Remember when the IR legislation was going through, we were told “this bill in its present form will provide more jobs [and] higher wages,” and “In 12 months time people will be wondering what the fuss was about…” ?
Now as the new laws are about to take effect, the message appears to have changed to “ha, ha, sucked in badly”, just as I’d feared. The management at a car parts factory in Clayton have gleefully begun cutting their workers wages and conditions.
ACTU secretary Greg Combet and Australian Manufacturing Workers Union secretary Doug Cameron addressed a stopwork meeting of more than 200 Dana employees outside the company’s Clayton plant yesterday, over what they say are Dana’s plans to drastically cut workers’ wages and conditions.

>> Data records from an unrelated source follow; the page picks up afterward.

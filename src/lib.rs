//! # zipwalk
//!
//! A passive analyzer for the ZIP container format.
//!
//! The walker reads an archive front to back and reconstructs its local
//! entries, data descriptors, central directory and end record without
//! decompressing or decrypting anything. Bytes appended after the end
//! record are reported as overlay data.
//!
//! ## Features
//!
//! - Forward, offset-driven walk with strict phase ordering
//! - Bounds-checked reads; truncation is reported with its byte offset
//! - Signature-driven data descriptor detection
//! - Encryption flag and compression method reporting
//! - Overlay detection for self-extracting and polyglot files
//!
//! ## Example
//!
//! ```no_run
//! use zipwalk::zip::{TracingSink, ZipWalker};
//!
//! fn main() -> anyhow::Result<()> {
//!     let data = std::fs::read("archive.zip")?;
//!
//!     match ZipWalker::new(&data).walk(TracingSink) {
//!         Ok(model) => {
//!             for entry in &model.entries {
//!                 println!("{}", entry.header.file_name.escape_ascii());
//!             }
//!             println!("overlay: {:?}", model.overlay_length);
//!         }
//!         Err(failure) => eprintln!("{failure}"),
//!     }
//!
//!     Ok(())
//! }
//! ```

pub mod cli;
pub mod io;
pub mod logging;
pub mod report;
pub mod zip;

pub use cli::Cli;
pub use io::{LocalFileReader, ReadAt};
pub use zip::{ArchiveModel, WalkError, ZipWalker, ZippedFileEntry};
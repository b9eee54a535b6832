//! Tooling for MISC16 programs.
//!
//! This module provides:
//! - An assembler (text -> memory image)
//! - Image readers and writers (`.bin`, `.mif`)
//! - A listing writer
//! - A disassembler (memory image -> readable text)

pub mod assembler;
pub mod disasm;
pub mod image;
pub mod listing;

pub use assembler::{assemble, Assembly, AssemblerError, AssemblyErrors};
pub use disasm::disassemble;
pub use image::{load_image, image_from_bytes, save_bin, save_mif, ImageError};
pub use listing::{save_listing, write_listing};
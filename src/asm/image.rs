//! Memory image files.
//!
//! A `.bin` image is a raw run of 16-bit words, big-endian on disk. On
//! load it is byte-swapped into host order and fitted to exactly
//! [`MEMORY_SIZE`] words: short files are zero-padded, long ones
//! truncated. A trailing odd byte lands in the high half of the final word.
//!
//! The assembler can also emit Memory Initialization Files (`.mif`) for
//! loading an image into FPGA block RAM.

use crate::cpu::{Memory, MEMORY_SIZE};
use log::{debug, info};
use std::io::Write;
use std::path::{Path, PathBuf};
use thiserror::Error;

/// Load a binary image from disk into a fresh memory.
pub fn load_image<P: AsRef<Path>>(path: P) -> Result<Memory, ImageError> {
    let path = path.as_ref();
    let bytes = std::fs::read(path).map_err(|source| ImageError::Read {
        path: path.to_path_buf(),
        source,
    })?;

    info!("Loaded {} bytes from {}", bytes.len(), path.display());
    if bytes.len() > MEMORY_SIZE * 2 {
        debug!(
            "Image {} is {} words, truncating to {}",
            path.display(),
            bytes.len().div_ceil(2),
            MEMORY_SIZE
        );
    }

    Ok(image_from_bytes(&bytes))
}

/// Decode big-endian image bytes into memory.
pub fn image_from_bytes(bytes: &[u8]) -> Memory {
    let words: Vec<u16> = bytes
        .chunks(2)
        .take(MEMORY_SIZE)
        .map(|pair| match *pair {
            [hi, lo] => u16::from_be_bytes([hi, lo]),
            [hi] => u16::from_be_bytes([hi, 0]),
            _ => 0,
        })
        .collect();
    Memory::from_words(&words)
}

/// Encode words as big-endian image bytes.
pub fn image_to_bytes(words: &[u16]) -> Vec<u8> {
    words.iter().flat_map(|w| w.to_be_bytes()).collect()
}

/// Save words as a binary image.
pub fn save_bin<P: AsRef<Path>>(path: P, words: &[u16]) -> Result<(), ImageError> {
    let path = path.as_ref();
    std::fs::write(path, image_to_bytes(words)).map_err(|source| ImageError::Write {
        path: path.to_path_buf(),
        source,
    })
}

/// Write words as a Memory Initialization File.
pub fn write_mif<W: Write>(mut out: W, words: &[u16]) -> std::io::Result<()> {
    writeln!(out, "DEPTH = {};", words.len())?;
    writeln!(out, "WIDTH = 16;")?;
    writeln!(out, "ADDRESS_RADIX = HEX;")?;
    writeln!(out, "DATA_RADIX = HEX;")?;
    writeln!(out, "CONTENT")?;
    writeln!(out, "BEGIN")?;

    for (addr, word) in words.iter().enumerate() {
        writeln!(out, "{:03X} : {:04X} ;", addr, word)?;
    }

    writeln!(out, "END")?;
    Ok(())
}

/// Save words as a Memory Initialization File.
pub fn save_mif<P: AsRef<Path>>(path: P, words: &[u16]) -> Result<(), ImageError> {
    let path = path.as_ref();
    let wrap = |source| ImageError::Write {
        path: path.to_path_buf(),
        source,
    };
    let file = std::fs::File::create(path).map_err(wrap)?;
    let mut out = std::io::BufWriter::new(file);
    write_mif(&mut out, words).map_err(wrap)?;
    out.flush().map_err(wrap)
}

/// Errors that can occur reading or writing image files.
#[derive(Debug, Error)]
pub enum ImageError {
    #[error("cannot read {}: {source}", path.display())]
    Read {
        path: PathBuf,
        #[source]
        source: std::io::Error,
    },

    #[error("cannot write {}: {source}", path.display())]
    Write {
        path: PathBuf,
        #[source]
        source: std::io::Error,
    },
}
//! Address decoding for the MISC16.
//!
//! The MISC16 has one instruction: move a word from a source address to a
//! destination address. All behavior lives in the address map, so
//! "decoding" means classifying an address into the port it names on the
//! read side and on the write side. The two maps are deliberately not
//! symmetric: address 3 reads `pc+6` but has no write-side meaning, and
//! the arithmetic triggers only exist for writes.

use serde::{Serialize, Deserialize};

/// Output port: writing emits the low byte to the console.
pub const OUTPUT_ADDR: u16 = 0xFFFC;
/// Constant zero port.
pub const ZERO_ADDR: u16 = 0xFFFD;
/// Blocking key read port.
pub const KEY_ADDR: u16 = 0xFFFE;
/// Key poll port: 0 when a key is waiting, 1 otherwise.
pub const KEY_POLL_ADDR: u16 = 0xFFFF;
/// Indirect access through the accumulator.
pub const INDIRECT_ADDR: u16 = 7;
/// The accumulator itself.
pub const ACCU_ADDR: u16 = 8;

/// Key code that stops the machine once it has been read.
pub const ESC: u8 = 27;
/// Carriage return, swallowed by the output port.
pub const CR: u8 = 13;

/// What reading an address yields.
#[derive(Debug, Clone, Copy, PartialEq, Eq, Serialize, Deserialize)]
pub enum ReadPort {
    /// Address 0: current program counter
    Pc,
    /// Address 1: pc + 2
    PcPlus2,
    /// Address 2: pc + 4
    PcPlus4,
    /// Address 3: pc + 6
    PcPlus6,
    /// Address 7: the word named by the accumulator
    Indirect,
    /// Address 8: the accumulator
    Accu,
    /// Always zero
    Zero,
    /// Blocking key read, latches the key
    Key,
    /// Inverted key-available flag
    KeyPoll,
    /// Plain memory (zero above the backed range)
    Memory(u16),
}

impl ReadPort {
    /// Classify an address on the read side. Total.
    pub fn decode(addr: u16) -> Self {
        match addr {
            0 => ReadPort::Pc,
            1 => ReadPort::PcPlus2,
            2 => ReadPort::PcPlus4,
            3 => ReadPort::PcPlus6,
            INDIRECT_ADDR => ReadPort::Indirect,
            ACCU_ADDR => ReadPort::Accu,
            ZERO_ADDR => ReadPort::Zero,
            KEY_ADDR => ReadPort::Key,
            KEY_POLL_ADDR => ReadPort::KeyPoll,
            other => ReadPort::Memory(other),
        }
    }

    /// Short name, or `None` for plain memory.
    pub fn mnemonic(self) -> Option<&'static str> {
        let name = match self {
            ReadPort::Pc => "pc",
            ReadPort::PcPlus2 => "pc+2",
            ReadPort::PcPlus4 => "pc+4",
            ReadPort::PcPlus6 => "pc+6",
            ReadPort::Indirect => "[accu]",
            ReadPort::Accu => "accu",
            ReadPort::Zero => "zero",
            ReadPort::Key => "key",
            ReadPort::KeyPoll => "keypoll",
            ReadPort::Memory(_) => return None,
        };
        Some(name)
    }
}

/// What writing an address triggers.
#[derive(Debug, Clone, Copy, PartialEq, Eq, Serialize, Deserialize)]
pub enum WritePort {
    /// Address 0: pc := value
    Jump,
    /// Address 1: pc := value if sf
    JumpIfSign,
    /// Address 2: pc := value if zf
    JumpIfZero,
    /// Address 4: pc := value if cf
    JumpIfCarry,
    /// Address 7: write the word named by the accumulator
    Indirect,
    /// Address 8: accu := value
    Accu,
    /// Address 9: accu := accu - value
    Sub,
    /// Address 11: accu := value + accu
    Add,
    /// Address 12: accu := value ^ accu
    Xor,
    /// Address 13: accu := value | accu
    Or,
    /// Address 14: accu := value & accu
    And,
    /// Address 15: accu := value >> 1 with carry in and out
    ShiftRight,
    /// Console output
    Output,
    /// Plain memory (discarded above the backed range)
    Memory(u16),
}

impl WritePort {
    /// Classify an address on the write side. Total.
    pub fn decode(addr: u16) -> Self {
        match addr {
            0 => WritePort::Jump,
            1 => WritePort::JumpIfSign,
            2 => WritePort::JumpIfZero,
            4 => WritePort::JumpIfCarry,
            INDIRECT_ADDR => WritePort::Indirect,
            ACCU_ADDR => WritePort::Accu,
            9 => WritePort::Sub,
            11 => WritePort::Add,
            12 => WritePort::Xor,
            13 => WritePort::Or,
            14 => WritePort::And,
            15 => WritePort::ShiftRight,
            OUTPUT_ADDR => WritePort::Output,
            other => WritePort::Memory(other),
        }
    }

    /// Short name, or `None` for plain memory.
    pub fn mnemonic(self) -> Option<&'static str> {
        let name = match self {
            WritePort::Jump => "jmp",
            WritePort::JumpIfSign => "jmi",
            WritePort::JumpIfZero => "jz",
            WritePort::JumpIfCarry => "jc",
            WritePort::Indirect => "[accu]",
            WritePort::Accu => "accu",
            WritePort::Sub => "sub",
            WritePort::Add => "add",
            WritePort::Xor => "xor",
            WritePort::Or => "or",
            WritePort::And => "and",
            WritePort::ShiftRight => "shr",
            WritePort::Output => "out",
            WritePort::Memory(_) => return None,
        };
        Some(name)
    }
}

The company’s enterprise bargaining demands, put to the union this month, are for a 5 per cent drop in pay for current workers, 20 per cent pay cut for new workers, removal of rostered days off and restrictions on sick day and overtime entitlements.
20 per cent!? This went far beyond anything I expected, and I thought I was a pessimist.
Despite his unbelievable demands, and the fact that the company made he still made a net profit of $25 million last year, the Dana boss, Bob Day, still described the stopwork meeting as a “grandstanding publicity stunt”. That’s chutzpah.
Mr Day said Dana had not asked employees to work for $1 an hour as in China or India.
But he had his fingers crossed behind his back when he said that, since his next utterance was:
“We’re trying to invest in technology and (remove) some of the manacles and shackles that people like the AMWU place on you so that you can achieve productivity that’s achievable in other parts of the world.”
“Other parts of the world” is a bit of a giveaway.
I was halfway through this post when I clicked on Larvatus Prodeo and found out that Qantas, too, is trying to cut its workers pay and conditions.